Let's walk through the structure:

Top-level GeoJSON fieldstype: "Feature", geometry, and id are standard GeoJSON. The id uses a relative path notation (stations/alpha) that will be resolved against a base URI during semantic uplift to produce the full linked data URI for this resource.

name and serialNumber — the two custom properties we defined in the block. Both have URI mappings in the JSON-LD context: rdfs:label and dcterms:identifier respectively.

hasObservations — an array of SOSA Observation objects. Each observation must include at least one of hasResult or hasSimpleResult (the schema inherits this requirement from the SOSA Observation block). Here we use hasResult with a structured result object that carries both the measured value and its unit.

observedProperty — a URI that identifies what was measured.
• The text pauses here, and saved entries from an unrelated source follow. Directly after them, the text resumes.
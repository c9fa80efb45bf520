//! Serde support for Duration (as milliseconds)

use serde::{Deserialize, Deserializer, Serialize, Serializer};
use std::time::Duration;

pub fn serialize<S>(duration: &Duration, serializer: S) -> Result<S::Ok, S::Error>
where
    S: Serializer,
{
    (duration.as_millis() as u64).serialize(serializer)
}

pub fn deserialize<'de, D>(deserializer: D) -> Result<Duration, D::Error>
where
    D: Deserializer<'de>,
{
    let millis = u64::deserialize(deserializer)?;
    Ok(Duration::from_millis(millis))
}

/// Serde support for Option<Duration>
pub mod option {
    use serde::{Deserialize, Deserializer, Serialize, Serializer};
    use std::time::Duration;

    pub fn serialize<S>(duration: &Option<Duration>, serializer: S) -> Result<S::Ok, S::Error>
    where
        S: Serializer,
    {
        match duration {
            Some(d) => (d.as_millis() as u64).serialize(serializer),
            None => serializer.serialize_none(),
        }
    }

    pub fn deserialize<'de, D>(deserializer: D) -> Result<Option<Duration>, D::Error>
    where
        D: Deserializer<'de>,
    {
        let millis: Option<u64> = Option::deserialize(deserializer)?;
        Ok(millis.map(Duration::from_millis))
    }
}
We use sample property URIs from the AD4GD project air quality vocabulary (w3id.org/ad4gd/air-quality/properties/...). These are persistent, dereferenceable identifiers: following either URI returns a description of the quantity being measured.
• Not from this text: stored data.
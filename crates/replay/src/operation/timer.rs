//! Timer state machine

use std::time::Duration;

use serde::Serialize;

use super::{Effect, OperationState, StateMachine, Transition};
use crate::history::EventAttributes;
use crate::serde_millis;

#[derive(Debug, Clone, Serialize, PartialEq)]
pub struct TimerOp {
    #[serde(with = "serde_millis")]
    pub duration: Duration,
}

impl TimerOp {
    pub fn new(duration: Duration) -> Self {
        Self { duration }
    }
}

impl StateMachine for TimerOp {
    fn apply(&mut self, state: OperationState, event: &EventAttributes) -> Option<Transition> {
        use OperationState::*;

        match (state, event) {
            (Initiated, EventAttributes::TimerStarted { .. }) => Some(Transition::to(Scheduled)),
            (Scheduled, EventAttributes::TimerFired { .. }) => Some(Transition::with(
                Completed,
                Effect::Completed(serde_json::Value::Null),
            )),
            // Cancel echo, or a fire that raced the cancel
            (Canceled, EventAttributes::TimerCanceled { .. })
            | (Canceled, EventAttributes::TimerFired { .. }) => Some(Transition::to(Canceled)),
            _ => None,
        }
    }
}
//! Engine limits

use std::env;

use serde::{Deserialize, Serialize};

/// Configuration for the replay engine
#[derive(Debug, Clone, Serialize, Deserialize, PartialEq, Eq)]
#[serde(default)]
pub struct EngineConfig {
    /// Maximum events per run (for safety)
    pub max_history_events: usize,

    /// Scheduler passes allowed before a round is declared livelocked
    pub max_scheduler_passes: usize,

    /// Maximum fibers per run
    pub max_fibers: usize,

    /// Steps a fiber may take in one visit without blocking or yielding
    pub max_steps_per_fiber_visit: usize,
}

impl Default for EngineConfig {
    fn default() -> Self {
        Self {
            max_history_events: 50_000,
            max_scheduler_passes: 1_000,
            max_fibers: 1_000,
            max_steps_per_fiber_visit: 10_000,
        }
    }
}

impl EngineConfig {
    /// Create configuration from environment variables
    ///
    /// Environment variables (unset or unparsable values keep the default):
    /// - `REPLAY_MAX_HISTORY_EVENTS`
    /// - `REPLAY_MAX_SCHEDULER_PASSES`
    /// - `REPLAY_MAX_FIBERS`
    /// - `REPLAY_MAX_STEPS_PER_FIBER_VISIT`
    pub fn from_env() -> Self {
        let defaults = Self::default();

        Self {
            max_history_events: env_usize("REPLAY_MAX_HISTORY_EVENTS")
                .unwrap_or(defaults.max_history_events),
            max_scheduler_passes: env_usize("REPLAY_MAX_SCHEDULER_PASSES")
                .unwrap_or(defaults.max_scheduler_passes),
            max_fibers: env_usize("REPLAY_MAX_FIBERS").unwrap_or(defaults.max_fibers),
            max_steps_per_fiber_visit: env_usize("REPLAY_MAX_STEPS_PER_FIBER_VISIT")
                .unwrap_or(defaults.max_steps_per_fiber_visit),
        }
    }

    pub fn with_max_history_events(mut self, max: usize) -> Self {
        self.max_history_events = max;
        self
    }

    pub fn with_max_scheduler_passes(mut self, max: usize) -> Self {
        self.max_scheduler_passes = max;
        self
    }

    pub fn with_max_fibers(mut self, max: usize) -> Self {
        self.max_fibers = max;
        self
    }

    pub fn with_max_steps_per_fiber_visit(mut self, max: usize) -> Self {
        self.max_steps_per_fiber_visit = max;
        self
    }
}

fn env_usize(name: &str) -> Option<usize> {
    env::var(name).ok().and_then(|s| s.trim().parse().ok())
}

#[cfg(test)]
mod tests {
    use super::*;

    #[test]
    fn test_builder() {
        let config = EngineConfig::default()
            .with_max_history_events(10)
            .with_max_fibers(2);

        assert_eq!(config.max_history_events, 10);
        assert_eq!(config.max_fibers, 2);
        assert_eq!(config.max_scheduler_passes, 1_000);
    }

    #[test]
    fn test_partial_deserialization_uses_defaults() {
        let config: EngineConfig =
            serde_json::from_value(serde_json::json!({ "max_fibers": 8 })).unwrap();

        assert_eq!(config.max_fibers, 8);
        assert_eq!(config.max_history_events, 50_000);
    }

    #[test]
    fn test_from_env() {
        env::set_var("REPLAY_MAX_SCHEDULER_PASSES", "42");
        env::set_var("REPLAY_MAX_STEPS_PER_FIBER_VISIT", "not-a-number");

        let config = EngineConfig::from_env();
        assert_eq!(config.max_scheduler_passes, 42);
        assert_eq!(config.max_steps_per_fiber_visit, 10_000);

        env::remove_var("REPLAY_MAX_SCHEDULER_PASSES");
        env::remove_var("REPLAY_MAX_STEPS_PER_FIBER_VISIT");
    }
}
hasResult — a structured result object rather than a bare scalar. Because QUDT prefixes are not defined in the SOSA block's inherited contexts, we reference its properties using their full URIs directly as JSON keys — a valid JSON-LD technique for using predicates whose prefixes are not declared in any active context:

  • http://qudt.org/schema/qudt/value — the numeric measurement
  • http://qudt.org/schema/qudt/hasUnit — the unit of measure, expressed as a URI reference using JSON-LD's {"@id": "..."} notation so that it is treated as an RDF resource rather than a plain string literal
Choosing vocabularies for observedProperty

The URIs used here are sample properties from the AD4GD project air quality vocabulary, chosen for illustration. In a real-world deployment you would select URIs from an authoritative, domain-appropriate vocabulary — for example CF Standard Names via the NERC Vocabulary Server for atmospheric data, QUDT Quantity Kinds for physical quantities, the INSPIRE Feature Concept Dictionary for INSPIRE-regulated datasets, or EnvThes for ecological and environmental terms. The key principle is the same regardless of which vocabulary you choose: the URI should be dereferenceable and point to an authoritative definition of the concept.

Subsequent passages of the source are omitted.